Collected data entries
- - -

//! `devx stop` — stop the local workshop containers.

use std::process::ExitCode;

use anyhow::Result;

use crate::app::AppContext;
use crate::application::services::runtime::{self, ComposeAction, RuntimeOutcome};
use crate::application::services::sync::{ArtifactOutcome, SyncOptions};
use crate::commands::load_and_sync;

/// Run `devx stop`.
///
/// A failed sync does not prevent tearing down containers started from an
/// earlier artifact.
///
/// # Errors
///
/// Returns an error if the configuration is invalid or `docker compose down`
/// fails.
pub fn run(app: &AppContext) -> Result<ExitCode> {
    let (config, report) = load_and_sync(app, &SyncOptions::default())?;
    app.output.step("Stopping workshop...");
    match runtime::run_compose(&app.runner, &app.fs, config.root(), ComposeAction::Down)? {
        RuntimeOutcome::NotRunning => app.output.warn("No running workshop found"),
        RuntimeOutcome::Completed => app.output.success("Workshop stopped."),
    }
    if report.is_success() {
        return Ok(ExitCode::SUCCESS);
    }
    for artifact in report.failures() {
        if let ArtifactOutcome::Failed(e) = &artifact.outcome {
            app.output
                .error(&format!("failed to sync {} artifact: {e:#}", artifact.kind.label()));
        }
    }
    Ok(ExitCode::FAILURE)
}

- - -

About this task: Send back each record exactly as it stands.

Reply:
//! `devx stop` — stop the local workshop containers.

use std::process::ExitCode;

use anyhow::Result;

use crate::app::AppContext;
use crate::application::services::runtime::{self, ComposeAction, RuntimeOutcome};
use crate::application::services::sync::{ArtifactOutcome, SyncOptions};
use crate::commands::load_and_sync;

/// Run `devx stop`.
///
/// A failed sync does not prevent tearing down containers started from an
/// earlier artifact.
///
/// # Errors
///
/// Returns an error if the configuration is invalid or `docker compose down`
/// fails.
pub fn run(app: &AppContext) -> Result<ExitCode> {
    let (config, report) = load_and_sync(app, &SyncOptions::default())?;
    app.output.step("Stopping workshop...");
    match runtime::run_compose(&app.runner, &app.fs, config.root(), ComposeAction::Down)? {
        RuntimeOutcome::NotRunning => app.output.warn("No running workshop found"),
        RuntimeOutcome::Completed => app.output.success("Workshop stopped."),
    }
    if report.is_success() {
        return Ok(ExitCode::SUCCESS);
    }
    for artifact in report.failures() {
        if let ArtifactOutcome::Failed(e) = &artifact.outcome {
            app.output
                .error(&format!("failed to sync {} artifact: {e:#}", artifact.kind.label()));
        }
    }
    Ok(ExitCode::FAILURE)
}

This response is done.